The Amazon Search team owns the software that powers Search - a critical customer-focused feature of Amazon.com. Whenever you visit an Amazon site anywhere in the world, it's our technology that delivers relevant search results to you. Our services are used by millions of Amazon customers every day.
The Search Engine Infrastructure team is responsible for the large-scale distributed software systems that power those results. We design, build and operate high performance fault tolerant software services that apply the latest technologies to solve customer problems. As part of this vision, we are building the infrastructure to enable next generation Deep-learning-based relevance ranking, which can be deployed quickly and reliably, with the ability to analyze model and system performance in production. We focus on high availability, and frugally serving billions of requests per day with low latency. We work alongside applied scientists and ML engineers to make this happen.
Joining this team, you’ll experience the benefits of working in a dynamic, entrepreneurial environment, while leveraging the resources of Amazon.com (AMZN), one of the world's leading internet companies. We provide a highly customer-centric, team-oriented environment in our offices located in Palo Alto, California.
Key job responsibilities
As a member of this team, you will:
1. Evolve a sophisticated deep-learning ranking system and feature store deployed across thousands of machines in AWS, serving billions of queries at tens of millisecond latencies.

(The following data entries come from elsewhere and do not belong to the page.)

//! Service layer containing business logic and side-effect helpers.
//!
//! ## Service map
//! - `orchestrator.rs` — the flow itself: directories, prerequisites, run, summary.
//! - `toolchain.rs` — in-process executable lookup on a search path.
//! - `script.rs` — OpenROAD control script template and writer.
//! - `runner.rs` — subprocess launch with combined output logging.
//! - `reports.rs` — report presence checks and summary rendering.
//! - `settings.rs` — optional `config/flow.toml` overrides.
//! - `output.rs` — JSON output helpers.
//!
//! ## Conventions
//! - Prefer pure helpers where possible.
//! - Side effects should be explicit and localized.
//! - Keep command handlers thin; delegate to services.

pub mod orchestrator;
pub mod output;
pub mod reports;
pub mod runner;
pub mod script;
pub mod settings;
pub mod toolchain;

2. Immerse yourself in imagining and providing innovative solutions to large-scale information retrieval and machine learning (ML/DL) problems.
3. Have a relentless focus on scalability, latency, performance, robustness, and cost trade-offs -- especially those present in highly virtualized, elastic, cloud-based environments.
4. Conduct and automate performance testing of the model serving system to evaluate different hardware options (including GPUs and specialized accelerators such as AWS Inferentia2), model architectures and serving configurations.
5. Implement and enhance a rapid experimentation framework to test ranking hypotheses.
6. Create mechanisms to ensure models work as expected in production.
7. Work closely with applied scientists to determine the requirements for deploying ranking models in production environments.